TASK REQUIREMENTS:
How many separate lines of the data contain "impl"? Give the count and nothing else.

Records from a data collection
= = = =
//! Strided views.
mod assign;
mod stepper;

pub(crate) use stepper::Positions;
pub use stepper::{Iter, Stepper};

use crate::{
    compute_size, element_offset, unravel_index, Array, Closure, Enforcer, Expression,
    ExpressionAdaptor, Layout, RVec, RawData, Shape, Storage, Strides, ViewError,
};

/// Where a view reads its elements from.
pub enum DataHandle<'a, E: Expression> {
    /// The source's own buffer, aliased.
    Buffer {
        source: Closure<'a, E>,
        storage: Storage<E::Elem>,
    },
    /// A flat adaptor over a source without a raw buffer.
    Adaptor(ExpressionAdaptor<'a, E>),
}

impl<'a, E: Expression> DataHandle<'a, E> {
    pub fn expression(&self) -> &E {
        match self {
            DataHandle::Buffer { source, .. } => &**source,
            DataHandle::Adaptor(adaptor) => adaptor.expression(),
        }
    }

    /// Number of addressable positions.
    pub fn len(&self) -> usize {
        match self {
            DataHandle::Buffer { storage, .. } => storage.len(),
            DataHandle::Adaptor(adaptor) => adaptor.size(),
        }
    }

    pub fn is_empty(&self) -> bool {
        self.len() == 0
    }

    pub fn is_buffer(&self) -> bool {
        matches!(self, DataHandle::Buffer { .. })
    }

    #[inline]
    fn get(&self, position: usize) -> E::Elem {
        match self {
            DataHandle::Buffer { storage, .. } => storage.get(position),
            DataHandle::Adaptor(adaptor) => adaptor.at_flat(position),
        }
    }
}

/// A data handle for `source`, together with the strides, offset and layout that address the
/// source's elements through it.
pub(crate) struct Baseline<'a, E: Expression> {
    pub(crate) handle: DataHandle<'a, E>,
    pub(crate) strides: Strides,
    pub(crate) offset: usize,
    pub(crate) layout: Layout,
}

impl<'a, E: Expression> Baseline<'a, E> {
    pub(crate) fn of(source: Closure<'a, E>) -> Self {
        let raw = source
            .raw_data()
            .map(|raw| (raw.storage().clone(), raw.strides().clone(), raw.offset()));
        match raw {
            Some((storage, strides, offset)) => {
                let layout = source.layout();
                Self {
                    handle: DataHandle::Buffer { source, storage },
                    strides,
                    offset,
                    layout,
                }
            }
            None => {
                log::debug!(
                    "Source of shape {:?} has no raw buffer, reading through an adaptor",
                    source.shape()
                );
                let adaptor = ExpressionAdaptor::new(source);
                let strides = adaptor.strides().clone();
                Self {
                    handle: DataHandle::Adaptor(adaptor),
                    strides,
                    offset: 0,
                    layout: Layout::RowMajor,
                }
            }
        }
    }
}

/// A view of an expression through its own shape, strides and offset.
///
/// The view never copies elements: reads and writes go to the source's buffer, or through an
/// [`ExpressionAdaptor`] for sources without one. Its geometry is fixed at construction.
///
/// See [`strided_view`], [`transpose`](crate::transpose) and
/// [`dynamic_view`](crate::dynamic_view) for the ways to build one.
pub struct StridedView<'a, E: Expression> {
    handle: DataHandle<'a, E>,
    shape: Shape,
    strides: Strides,
    backstrides: Strides,
    offset: usize,
    layout: Layout,
}

impl<'a, E: Expression> StridedView<'a, E> {
    /// Creates a view over `handle`, checking that every addressed position exists.
    pub fn new(
        handle: DataHandle<'a, E>,
        shape: Shape,
        strides: Strides,
        offset: usize,
        layout: Layout,
    ) -> Result<Self, ViewError> {
        Enforcer::check_bounds(handle.len(), &shape, &strides, offset)?;
        Ok(Self::new_unchecked(handle, shape, strides, offset, layout))
    }

    pub(crate) fn new_unchecked(
        handle: DataHandle<'a, E>,
        shape: Shape,
        strides: Strides,
        offset: usize,
        layout: Layout,
    ) -> Self {
        debug_assert_eq!(shape.rank(), strides.rank());
        let backstrides = strides.backstrides(&shape);
        log::trace!(
            "View shape={:?} strides={:?} offset={} layout={}",
            shape,
            strides,
            offset,
            layout
        );
        Self {
            handle,
            shape,
            strides,
            backstrides,
            offset,
            layout,
        }
    }

    pub fn size(&self) -> usize {
        compute_size(&self.shape)
    }

    pub fn dimension(&self) -> usize {
        self.shape.rank()
    }

    pub fn shape(&self) -> &Shape {
        &self.shape
    }

    pub fn strides(&self) -> &Strides {
        &self.strides
    }

    pub fn backstrides(&self) -> &Strides {
        &self.backstrides
    }

    pub fn layout(&self) -> Layout {
        self.layout
    }

    /// Position of the view origin in its data handle.
    pub fn offset(&self) -> usize {
        self.offset
    }

    pub fn data_handle(&self) -> &DataHandle<'a, E> {
        &self.handle
    }

    /// The expression this view was built from.
    pub fn expression(&self) -> &E {
        self.handle.expression()
    }

    #[inline]
    pub(crate) fn data_at(&self, position: usize) -> E::Elem {
        self.handle.get(position)
    }

    #[inline]
    fn position_of(&self, index: &[usize]) -> usize {
        (self.offset as isize + element_offset(self.strides.as_ref(), index)) as usize
    }

    /// Element at `index` without bounds checking.
    ///
    /// At least `dimension()` indices must be given; extra leading ones are ignored. Indices
    /// are only validated in debug builds. An out of range index reads an unrelated element
    /// of the source or panics, it never reads outside the source's buffer.
    #[inline]
    pub fn element(&self, index: &[usize]) -> E::Elem {
        debug_assert!(
            Enforcer::check_index(&self.shape, index).is_ok(),
            "index {:?} out of range for shape {:?}",
            index,
            self.shape
        );
        self.data_at(self.position_of(index))
    }

    /// Element at `index` after checking it against the shape.
    pub fn at(&self, index: &[usize]) -> Result<E::Elem, ViewError> {
        Enforcer::check_index(&self.shape, index)?;
        Ok(self.data_at(self.position_of(index)))
    }

    /// Element at the view origin.
    pub fn first(&self) -> E::Elem {
        self.data_at(self.offset)
    }

    /// The `i`-th element in row-major order.
    pub fn flat(&self, i: usize) -> E::Elem {
        let row_major = Strides::contiguous(&self.shape, Layout::RowMajor);
        self.element(&unravel_index(i, &row_major))
    }

    /// Element at the index produced by `index`.
    pub fn element_from<I: IntoIterator<Item = usize>>(&self, index: I) -> E::Elem {
        let index: RVec<usize> = index.into_iter().collect();
        self.element(&index)
    }

    /// Broadcasts the view's shape into `shape`.
    ///
    /// Returns whether the broadcast is trivial, i.e. `shape` already equals the view's shape.
    pub fn broadcast_shape(&self, shape: &mut Shape) -> Result<bool, ViewError> {
        let merged = Shape::multi_broadcast(&[&self.shape, &*shape]).ok_or_else(|| {
            ViewError::ShapeMismatch {
                src: self.shape.clone(),
                dst: shape.clone(),
            }
        })?;
        let trivial = merged == self.shape && *shape == self.shape;
        *shape = merged;
        Ok(trivial)
    }

    /// Whether `strides` match the view's strides, so that the view can be traversed in
    /// lockstep with an operand using them.
    pub fn is_trivial_broadcast(&self, strides: impl AsRef<[isize]>) -> bool {
        strides.as_ref() == self.strides.as_ref()
    }

    /// One past the last position reached when traversing the view in `layout` order.
    pub fn data_end(&self, layout: Layout) -> isize {
        let offset = self.offset as isize;
        if self.dimension() == 0 {
            return offset + 1;
        }
        if self.layout.is_contiguous() && self.layout == layout {
            return offset + self.size() as isize;
        }
        let fastest = match layout {
            Layout::ColumnMajor => self.strides[0],
            Layout::RowMajor | Layout::Dynamic => self.strides[self.dimension() - 1],
        };
        offset + self.backstrides.iter().sum::<isize>() + fastest
    }

    /// Stepper at the view origin for iteration over `shape`.
    ///
    /// `shape` may have more axes than the view; the leading ones are treated as broadcast.
    pub fn stepper_begin(&self, shape: &Shape) -> Stepper<'_, 'a, E> {
        let offset = shape.rank().saturating_sub(self.dimension());
        Stepper::new(self, self.offset as isize, offset)
    }

    /// Stepper one past the end of a `layout` traversal over `shape`.
    pub fn stepper_end(&self, shape: &Shape, layout: Layout) -> Stepper<'_, 'a, E> {
        let offset = shape.rank().saturating_sub(self.dimension());
        Stepper::new(self, self.data_end(layout), offset)
    }

    /// Row-major iterator over the elements of the view.
    pub fn iter(&self) -> Iter<'_, 'a, E> {
        Iter::new(self.positions(&self.shape))
    }

    /// Row-major iterator over the view broadcast to `shape`.
    pub fn iter_broadcast(&self, shape: &Shape) -> Result<Iter<'_, 'a, E>, ViewError> {
        Enforcer::check_broadcast(&self.shape, shape)?;
        Ok(Iter::new(self.positions(shape)))
    }

    /// Data positions of the view broadcast to `shape`, in row-major order. `shape` must
    /// already be checked against the view's shape.
    pub(crate) fn positions(&self, shape: &Shape) -> Positions<'_, 'a, E> {
        Positions::new(self.stepper_begin(shape), shape.clone())
    }

    pub fn to_vec(&self) -> Vec<E::Elem> {
        self.iter().collect()
    }

    /// Copies the view into a new row-major array.
    pub fn to_array(&self) -> Array<E::Elem> {
        Array::new_unchecked(self.to_vec(), self.shape.clone(), Layout::RowMajor)
    }

    #[cfg(feature = "testing")]
    pub fn to_ndarray(&self) -> anyhow::Result<ndarray::ArrayD<E::Elem>> {
        self.to_array().to_ndarray()
    }
}

impl<'a, E: Expression> Expression for StridedView<'a, E> {
    type Elem = E::Elem;

    fn shape(&self) -> &Shape {
        &self.shape
    }

    #[inline]
    fn element(&self, index: &[usize]) -> E::Elem {
        StridedView::element(self, index)
    }

    fn layout(&self) -> Layout {
        self.layout
    }

    fn raw_data(&self) -> Option<RawData<'_, E::Elem>> {
        match &self.handle {
            DataHandle::Buffer { storage, .. } => {
                Some(RawData::new(storage, &self.strides, self.offset))
            }
            DataHandle::Adaptor(_) => None,
        }
    }
}

impl<'a, E: Expression> std::fmt::Debug for StridedView<'a, E> {
    fn fmt(&self, f: &mut std::fmt::Formatter<'_>) -> std::fmt::Result {
        let data = if self.handle.is_buffer() {
            "buffer"
        } else {
            "adaptor"
        };
        f.debug_struct("StridedView")
            .field("data", &data)
            .field("shape", &self.shape)
            .field("strides", &self.strides)
            .field("offset", &self.offset)
            .field("layout", &self.layout)
            .finish()
    }
}

/// Creates a view of `e` with the given geometry.
///
/// For sources with a raw buffer, `strides` and `offset` address that buffer directly. Other
/// sources are addressed through their row-major flat order. Fails if the shape and strides
/// disagree in rank or if any addressed position lies outside the data.
pub fn strided_view<'a, E: Expression>(
    e: impl Into<Closure<'a, E>>,
    shape: Shape,
    strides: Strides,
    offset: usize,
    layout: Layout,
) -> Result<StridedView<'a, E>, ViewError> {
    let Baseline { handle, .. } = Baseline::of(e.into());
    StridedView::new(handle, shape, strides, offset, layout)
}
= = = =
EXPECTED ANSWER:
7